#### ASSIGNMENT:
Find every line in the records below that contains "hours", and copy it.

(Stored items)
____
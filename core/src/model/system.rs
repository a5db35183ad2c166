//! System and account-session payloads. Most decode straight from the
//! modern API; [`SysInfo`] is translated from its legacy [`RawSysInfo`].

use std::collections::BTreeMap;

use chrono::{DateTime, Utc};
use serde::{Deserialize, Serialize};
use serde_json::Value;

use crate::translate::{lenient_string, number_from_str, number_from_value};

#[derive(Debug, Clone, Default, PartialEq, Eq, Serialize, Deserialize)]
#[serde(rename_all = "camelCase", default)]
pub struct BasicSysInfo {
    pub allow_password_reset: bool,
    pub hostname: String,
    pub languages: Vec<String>,
    pub license_error: String,
    pub license_trial: bool,
    pub license_valid: bool,
    pub otp_trust_days: i64,
    pub time: Option<DateTime<Utc>>,
}

/// The subset of `GET /api/session` callers act on.
#[derive(Debug, Clone, Default, PartialEq, Eq, Serialize, Deserialize)]
#[serde(rename_all = "camelCase", default)]
pub struct Session {
    pub allowed_commands: Vec<String>,
    pub config_features: ConfigFeatures,
    pub demo: bool,
    pub effective_role: String,
    pub effective_username: String,
    pub home_dir: String,
    pub login_as_dns_control: bool,
    pub real_username: String,
    pub selected_domain: String,
    #[serde(rename = "sessionID")]
    pub session_id: String,
    pub tickets_enabled: bool,
}

#[derive(Debug, Clone, Default, PartialEq, Eq, Serialize, Deserialize)]
#[serde(rename_all = "camelCase", default)]
pub struct ConfigFeatures {
    #[serde(rename = "auth2FA")]
    pub auth_2fa: bool,
    pub clamav: bool,
    pub git: bool,
    pub inode: bool,
    #[serde(rename = "IPv6")]
    pub ipv6: bool,
    pub nginx: bool,
    pub nginx_proxy: bool,
    pub phpmyadmin: bool,
    pub redis: bool,
    pub roundcube: bool,
    pub security_questions: bool,
    pub webmail: bool,
    pub wordpress: bool,
}

#[derive(Debug, Clone, Default, PartialEq, Eq, Serialize, Deserialize)]
#[serde(rename_all = "camelCase", default)]
pub struct License {
    pub expires: Option<DateTime<Utc>>,
    pub lid: i64,
    pub limits: LicenseLimits,
    pub name: String,
    pub pid: i64,
    #[serde(rename = "type")]
    pub kind: String,
    pub uid: i64,
    pub usage: LicenseUsage,
}

#[derive(Debug, Clone, Default, PartialEq, Eq, Serialize, Deserialize)]
#[serde(rename_all = "camelCase", default)]
pub struct LicenseLimits {
    pub legacy: bool,
    pub max_admins_or_resellers: i64,
    pub max_domains: i64,
    pub max_users: i64,
    #[serde(rename = "onlyVPS")]
    pub only_vps: bool,
    pub pro_pack: bool,
    pub trial: bool,
}

#[derive(Debug, Clone, Default, PartialEq, Eq, Serialize, Deserialize)]
#[serde(rename_all = "camelCase", default)]
pub struct LicenseUsage {
    pub admins_or_resellers: i64,
    pub domains: i64,
    pub users: i64,
}

#[derive(Debug, Clone, Default, PartialEq, Eq, Serialize, Deserialize)]
#[serde(rename_all = "camelCase", default)]
pub struct Message {
    pub from: String,
    pub from_name: String,
    pub id: i64,
    #[serde(rename = "legacyID")]
    pub legacy_id: String,
    pub message: String,
    pub subject: String,
    pub timestamp: Option<DateTime<Utc>>,
    pub unread: bool,
}

#[derive(Debug, Clone, Default, PartialEq, Eq, Serialize, Deserialize)]
#[serde(rename_all = "camelCase", default)]
pub struct LoginHistory {
    pub attempts: i64,
    pub host: String,
    pub timestamp: Option<DateTime<Utc>>,
}

/// A one-click login URL. Sent on creation and filled in from the reply.
#[derive(Debug, Clone, Default, PartialEq, Eq, Serialize, Deserialize)]
#[serde(rename_all = "camelCase", default)]
pub struct LoginKeyUrl {
    pub allow_networks: Vec<String>,
    #[serde(skip_serializing_if = "Option::is_none")]
    pub created: Option<DateTime<Utc>>,
    pub created_by: String,
    #[serde(skip_serializing_if = "Option::is_none")]
    pub expires: Option<DateTime<Utc>>,
    pub id: String,
    #[serde(rename = "redirectURL")]
    pub redirect_url: String,
    pub url: String,
}

/// An installed panel plugin and where it hooks into the menu.
#[derive(Debug, Clone, Default, PartialEq, Eq, Serialize, Deserialize)]
#[serde(rename_all = "camelCase", default)]
pub struct Plugin {
    pub id: String,
    pub role: String,
    pub menu_entry: PluginMenuEntry,
}

#[derive(Debug, Clone, Default, PartialEq, Eq, Serialize, Deserialize)]
#[serde(default)]
pub struct PluginMenuEntry {
    pub title: String,
    pub url: String,
    pub icon: String,
}

/// Host health as reported by `CMD_API_SYSTEM_INFO`.
///
/// `memory` keeps the kernel's `/proc/meminfo` names (`MemTotal`,
/// `Active(anon)`, ...) as keys, with values in kB.
#[derive(Debug, Clone, Default, PartialEq, Serialize, Deserialize)]
#[serde(rename_all = "camelCase", default)]
pub struct SysInfo {
    pub cpu_count: i64,
    pub cpus: Vec<Cpu>,
    pub system_load: SystemLoad,
    pub memory: BTreeMap<String, i64>,
    pub services: BTreeMap<String, Service>,
    pub uptime: Uptime,
}

#[derive(Debug, Clone, Default, PartialEq, Serialize, Deserialize)]
#[serde(rename_all = "camelCase", default)]
pub struct Cpu {
    pub mhz: f64,
    pub model: String,
    pub vendor: String,
}

/// Load averages, verbatim from the panel.
#[derive(Debug, Clone, Default, PartialEq, Eq, Serialize, Deserialize)]
#[serde(rename_all = "camelCase", default)]
pub struct SystemLoad {
    pub last_1_minute: String,
    pub last_5_minutes: String,
    pub last_15_minutes: String,
}

#[derive(Debug, Clone, Default, PartialEq, Eq, Serialize, Deserialize)]
#[serde(rename_all = "camelCase", default)]
pub struct Service {
    pub name: String,
    /// Human-readable state, e.g. "running".
    pub status: String,
    pub version: String,
}

#[derive(Debug, Clone, Default, PartialEq, Eq, Serialize, Deserialize)]
#[serde(rename_all = "camelCase", default)]
pub struct Uptime {
    pub days: i64,
    pub hours: i64,
    pub minutes: i64,
    pub total_seconds: i64,
    /// Preformatted by the panel.
    pub uptime: String,
}

/// `CMD_API_SYSTEM_INFO` body. CPUs are keyed by their index as a string.
#[derive(Debug, Clone, Default, PartialEq, Eq, Serialize, Deserialize)]
#[serde(default)]
pub struct RawSysInfo {
    pub cpus: BTreeMap<String, RawCpu>,
    pub load: RawLoad,
    pub mem_info: BTreeMap<String, Value>,
    #[serde(deserialize_with = "lenient_string")]
    pub numcpus: String,
    pub services: BTreeMap<String, RawService>,
    pub uptime_info: RawUptime,
}

#[derive(Debug, Clone, Default, PartialEq, Eq, Serialize, Deserialize)]
#[serde(default)]
pub struct RawCpu {
    #[serde(deserialize_with = "lenient_string")]
    pub mhz: String,
    #[serde(deserialize_with = "lenient_string")]
    pub model_name: String,
    #[serde(deserialize_with = "lenient_string")]
    pub vendor_id: String,
}

#[derive(Debug, Clone, Default, PartialEq, Eq, Serialize, Deserialize)]
#[serde(default)]
pub struct RawLoad {
    #[serde(deserialize_with = "lenient_string")]
    pub load_1: String,
    #[serde(deserialize_with = "lenient_string")]
    pub load_5: String,
    #[serde(deserialize_with = "lenient_string")]
    pub load_15: String,
}

#[derive(Debug, Clone, Default, PartialEq, Eq, Serialize, Deserialize)]
#[serde(default)]
pub struct RawService {
    #[serde(deserialize_with = "lenient_string")]
    pub info_str: String,
    #[serde(deserialize_with = "lenient_string")]
    pub name: String,
    #[serde(deserialize_with = "lenient_string")]
    pub version: String,
}

#[derive(Debug, Clone, Default, PartialEq, Eq, Serialize, Deserialize)]
#[serde(default)]
pub struct RawUptime {
    #[serde(deserialize_with = "lenient_string")]
    pub days: String,
    #[serde(deserialize_with = "lenient_string")]
    pub hours: String,
    #[serde(deserialize_with = "lenient_string")]
    pub minutes: String,
    #[serde(deserialize_with = "lenient_string")]
    pub total_seconds: String,
    #[serde(deserialize_with = "lenient_string")]
    pub uptime: String,
}

impl From<RawSysInfo> for SysInfo {
    fn from(raw: RawSysInfo) -> Self {
        // Order by numeric index so "10" follows "9".
        let mut cpus: Vec<(i64, RawCpu)> = raw
            .cpus
            .into_iter()
            .map(|(index, cpu)| (number_from_str(&index), cpu))
            .collect();
        cpus.sort_by_key(|(index, _)| *index);

        SysInfo {
            cpu_count: number_from_str(&raw.numcpus),
            cpus: cpus
                .into_iter()
                .map(|(_, cpu)| Cpu {
                    mhz: cpu.mhz.trim().parse().unwrap_or(0.0),
                    model: cpu.model_name,
                    vendor: cpu.vendor_id,
                })
                .collect(),
            system_load: SystemLoad {
                last_1_minute: raw.load.load_1,
                last_5_minutes: raw.load.load_5,
                last_15_minutes: raw.load.load_15,
            },
            memory: raw
                .mem_info
                .iter()
                .map(|(key, value)| (key.clone(), number_from_value(value)))
                .collect(),
            services: raw
                .services
                .into_iter()
                .map(|(id, service)| {
                    let service = Service {
                        name: service.name,
                        status: service.info_str,
                        version: service.version,
                    };
                    (id, service)
                })
                .collect(),
            uptime: Uptime {
                days: number_from_str(&raw.uptime_info.days),
                hours: number_from_str(&raw.uptime_info.hours),
                minutes: number_from_str(&raw.uptime_info.minutes),
                total_seconds: number_from_str(&raw.uptime_info.total_seconds),
                uptime: raw.uptime_info.uptime,
            },
        }
    }
}

impl From<&SysInfo> for RawSysInfo {
    fn from(info: &SysInfo) -> Self {
        RawSysInfo {
            cpus: info
                .cpus
                .iter()
                .enumerate()
                .map(|(index, cpu)| {
                    let raw = RawCpu {
                        mhz: cpu.mhz.to_string(),
                        model_name: cpu.model.clone(),
                        vendor_id: cpu.vendor.clone(),
                    };
                    (index.to_string(), raw)
                })
                .collect(),
            load: RawLoad {
                load_1: info.system_load.last_1_minute.clone(),
                load_5: info.system_load.last_5_minutes.clone(),
                load_15: info.system_load.last_15_minutes.clone(),
            },
            mem_info: info
                .memory
                .iter()
                .map(|(key, kb)| (key.clone(), Value::String(kb.to_string())))
                .collect(),
            numcpus: info.cpu_count.to_string(),
            services: info
                .services
                .iter()
                .map(|(id, service)| {
                    let raw = RawService {
                        info_str: service.status.clone(),
                        name: service.name.clone(),
                        version: service.version.clone(),
                    };
                    (id.clone(), raw)
                })
                .collect(),
            uptime_info: RawUptime {
                days: info.uptime.days.to_string(),
                hours: info.uptime.hours.to_string(),
                minutes: info.uptime.minutes.to_string(),
                total_seconds: info.uptime.total_seconds.to_string(),
                uptime: info.uptime.uptime.clone(),
            },
        }
    }
}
____
#### SOLVED PROBLEM:
    pub hours: i64,
    pub hours: String,
                hours: number_from_str(&raw.uptime_info.hours),
                hours: info.uptime.hours.to_string(),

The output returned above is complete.